━━━━━ Listed records ━━━━━
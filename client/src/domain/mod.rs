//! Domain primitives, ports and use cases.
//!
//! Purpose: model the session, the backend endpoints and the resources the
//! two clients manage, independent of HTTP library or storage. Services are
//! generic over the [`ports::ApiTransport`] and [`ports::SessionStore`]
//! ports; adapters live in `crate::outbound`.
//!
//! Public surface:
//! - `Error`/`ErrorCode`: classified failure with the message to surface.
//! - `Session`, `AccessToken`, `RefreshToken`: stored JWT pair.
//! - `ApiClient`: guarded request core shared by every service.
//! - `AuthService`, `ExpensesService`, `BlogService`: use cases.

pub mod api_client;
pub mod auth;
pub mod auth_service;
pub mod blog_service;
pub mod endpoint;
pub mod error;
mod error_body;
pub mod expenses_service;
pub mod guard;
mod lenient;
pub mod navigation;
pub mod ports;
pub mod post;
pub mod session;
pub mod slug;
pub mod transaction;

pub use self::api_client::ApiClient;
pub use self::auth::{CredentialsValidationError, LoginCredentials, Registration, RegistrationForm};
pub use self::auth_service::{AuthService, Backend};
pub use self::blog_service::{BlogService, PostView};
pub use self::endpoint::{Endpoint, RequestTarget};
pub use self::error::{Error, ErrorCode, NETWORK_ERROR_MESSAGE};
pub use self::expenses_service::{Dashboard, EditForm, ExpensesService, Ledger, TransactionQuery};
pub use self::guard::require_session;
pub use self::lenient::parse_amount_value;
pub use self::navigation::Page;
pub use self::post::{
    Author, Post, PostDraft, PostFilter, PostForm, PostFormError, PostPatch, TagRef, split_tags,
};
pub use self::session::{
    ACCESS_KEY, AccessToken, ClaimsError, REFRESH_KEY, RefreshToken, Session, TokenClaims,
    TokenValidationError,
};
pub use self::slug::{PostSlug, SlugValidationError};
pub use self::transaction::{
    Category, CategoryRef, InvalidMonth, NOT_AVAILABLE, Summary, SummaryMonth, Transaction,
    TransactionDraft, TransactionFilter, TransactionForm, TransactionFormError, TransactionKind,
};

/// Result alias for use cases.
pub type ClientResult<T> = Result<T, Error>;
━━━━━
━━━━━ Listed records ━━━━━
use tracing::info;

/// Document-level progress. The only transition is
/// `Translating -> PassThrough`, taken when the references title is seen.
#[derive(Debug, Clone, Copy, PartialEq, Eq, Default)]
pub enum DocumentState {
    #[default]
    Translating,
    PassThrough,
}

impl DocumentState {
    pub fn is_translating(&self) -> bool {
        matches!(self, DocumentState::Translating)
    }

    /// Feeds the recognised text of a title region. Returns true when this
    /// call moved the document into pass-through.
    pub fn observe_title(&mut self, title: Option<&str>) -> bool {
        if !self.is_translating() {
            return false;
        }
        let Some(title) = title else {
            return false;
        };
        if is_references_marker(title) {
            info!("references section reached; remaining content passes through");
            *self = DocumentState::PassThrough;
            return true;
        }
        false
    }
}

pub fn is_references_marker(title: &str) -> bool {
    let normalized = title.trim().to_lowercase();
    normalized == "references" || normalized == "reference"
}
━━━━━
━━━━━ Listed records ━━━━━
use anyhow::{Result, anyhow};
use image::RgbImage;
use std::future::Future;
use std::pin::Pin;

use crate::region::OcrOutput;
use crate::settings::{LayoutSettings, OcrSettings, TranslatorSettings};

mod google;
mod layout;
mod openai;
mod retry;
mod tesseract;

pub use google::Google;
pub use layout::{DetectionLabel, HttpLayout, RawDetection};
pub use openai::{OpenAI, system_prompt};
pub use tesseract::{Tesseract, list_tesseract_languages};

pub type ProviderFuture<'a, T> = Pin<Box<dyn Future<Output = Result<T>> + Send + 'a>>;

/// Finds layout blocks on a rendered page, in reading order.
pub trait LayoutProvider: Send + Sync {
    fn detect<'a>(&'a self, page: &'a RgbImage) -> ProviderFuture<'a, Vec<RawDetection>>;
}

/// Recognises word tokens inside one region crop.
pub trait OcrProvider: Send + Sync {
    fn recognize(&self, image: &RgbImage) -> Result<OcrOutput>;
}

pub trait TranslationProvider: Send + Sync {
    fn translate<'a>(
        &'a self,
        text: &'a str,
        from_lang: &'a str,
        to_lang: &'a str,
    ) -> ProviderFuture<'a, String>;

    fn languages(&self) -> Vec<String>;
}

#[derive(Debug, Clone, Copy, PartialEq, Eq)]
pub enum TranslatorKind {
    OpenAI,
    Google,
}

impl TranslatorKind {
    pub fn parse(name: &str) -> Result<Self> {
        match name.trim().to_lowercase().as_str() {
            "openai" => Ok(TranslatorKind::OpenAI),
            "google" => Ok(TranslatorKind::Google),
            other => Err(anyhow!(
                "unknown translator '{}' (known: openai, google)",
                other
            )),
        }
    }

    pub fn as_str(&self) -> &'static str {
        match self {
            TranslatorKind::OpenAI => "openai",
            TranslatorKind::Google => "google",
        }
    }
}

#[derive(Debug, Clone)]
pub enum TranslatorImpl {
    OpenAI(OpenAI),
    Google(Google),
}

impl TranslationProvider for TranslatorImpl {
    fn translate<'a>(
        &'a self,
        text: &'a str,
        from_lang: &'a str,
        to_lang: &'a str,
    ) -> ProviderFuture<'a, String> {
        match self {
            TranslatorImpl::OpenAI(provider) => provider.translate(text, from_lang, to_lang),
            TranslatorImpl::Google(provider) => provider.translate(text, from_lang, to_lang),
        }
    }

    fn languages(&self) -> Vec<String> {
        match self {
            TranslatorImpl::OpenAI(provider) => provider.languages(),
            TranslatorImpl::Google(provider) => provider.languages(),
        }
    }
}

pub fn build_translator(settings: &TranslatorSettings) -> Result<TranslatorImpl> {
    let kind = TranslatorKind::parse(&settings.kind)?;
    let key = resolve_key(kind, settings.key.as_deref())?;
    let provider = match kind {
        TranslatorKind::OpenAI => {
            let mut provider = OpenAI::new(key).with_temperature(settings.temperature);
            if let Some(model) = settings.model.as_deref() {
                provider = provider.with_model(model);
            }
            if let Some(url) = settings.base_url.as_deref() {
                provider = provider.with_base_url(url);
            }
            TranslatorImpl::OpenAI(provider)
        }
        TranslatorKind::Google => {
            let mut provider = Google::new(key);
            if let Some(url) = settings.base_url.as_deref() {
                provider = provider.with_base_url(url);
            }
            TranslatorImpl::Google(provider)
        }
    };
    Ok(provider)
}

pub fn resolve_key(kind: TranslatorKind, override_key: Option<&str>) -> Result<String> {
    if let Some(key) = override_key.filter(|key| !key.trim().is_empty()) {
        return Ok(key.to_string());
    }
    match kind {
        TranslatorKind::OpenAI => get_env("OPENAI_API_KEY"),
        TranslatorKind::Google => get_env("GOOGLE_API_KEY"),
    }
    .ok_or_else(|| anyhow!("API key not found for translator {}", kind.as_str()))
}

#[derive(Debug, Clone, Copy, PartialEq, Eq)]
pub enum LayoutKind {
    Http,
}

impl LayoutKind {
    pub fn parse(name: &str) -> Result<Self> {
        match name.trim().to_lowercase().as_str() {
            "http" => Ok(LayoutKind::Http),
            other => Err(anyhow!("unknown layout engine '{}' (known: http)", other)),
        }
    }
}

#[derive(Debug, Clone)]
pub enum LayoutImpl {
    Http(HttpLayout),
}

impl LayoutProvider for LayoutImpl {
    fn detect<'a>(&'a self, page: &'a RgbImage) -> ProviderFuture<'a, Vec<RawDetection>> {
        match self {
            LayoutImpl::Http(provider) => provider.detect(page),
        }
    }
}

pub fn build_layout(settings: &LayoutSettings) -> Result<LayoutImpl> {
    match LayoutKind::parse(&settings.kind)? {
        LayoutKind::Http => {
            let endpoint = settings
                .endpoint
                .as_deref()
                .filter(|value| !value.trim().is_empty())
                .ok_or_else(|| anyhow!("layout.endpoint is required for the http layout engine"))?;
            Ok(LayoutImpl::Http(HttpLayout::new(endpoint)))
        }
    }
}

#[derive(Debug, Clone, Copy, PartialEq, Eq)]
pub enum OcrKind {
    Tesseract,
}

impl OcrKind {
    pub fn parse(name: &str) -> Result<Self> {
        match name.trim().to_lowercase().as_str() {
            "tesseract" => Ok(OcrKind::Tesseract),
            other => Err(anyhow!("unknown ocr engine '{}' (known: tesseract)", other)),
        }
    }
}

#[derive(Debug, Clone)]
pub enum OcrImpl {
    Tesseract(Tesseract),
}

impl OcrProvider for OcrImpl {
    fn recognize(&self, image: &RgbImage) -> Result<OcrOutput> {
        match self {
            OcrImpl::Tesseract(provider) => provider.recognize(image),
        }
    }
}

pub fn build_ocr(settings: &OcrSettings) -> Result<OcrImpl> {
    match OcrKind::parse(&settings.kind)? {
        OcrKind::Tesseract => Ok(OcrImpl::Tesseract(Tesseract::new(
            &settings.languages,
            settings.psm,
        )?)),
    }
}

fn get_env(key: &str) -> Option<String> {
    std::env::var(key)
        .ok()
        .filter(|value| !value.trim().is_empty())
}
━━━━━
### Activity
From the material above, retype precisely the lines between the line holding "filename client/src/domain/mod.rs" and the line holding "pub mod slug;", inclusive, and nothing beyond them.

### Exercise output
filename client/src/domain/mod.rs
//! Domain primitives, ports and use cases.
//!
//! Purpose: model the session, the backend endpoints and the resources the
//! two clients manage, independent of HTTP library or storage. Services are
//! generic over the [`ports::ApiTransport`] and [`ports::SessionStore`]
//! ports; adapters live in `crate::outbound`.
//!
//! Public surface:
//! - `Error`/`ErrorCode`: classified failure with the message to surface.
//! - `Session`, `AccessToken`, `RefreshToken`: stored JWT pair.
//! - `ApiClient`: guarded request core shared by every service.
//! - `AuthService`, `ExpensesService`, `BlogService`: use cases.

pub mod api_client;
pub mod auth;
pub mod auth_service;
pub mod blog_service;
pub mod endpoint;
pub mod error;
mod error_body;
pub mod expenses_service;
pub mod guard;
mod lenient;
pub mod navigation;
pub mod ports;
pub mod post;
pub mod session;
pub mod slug;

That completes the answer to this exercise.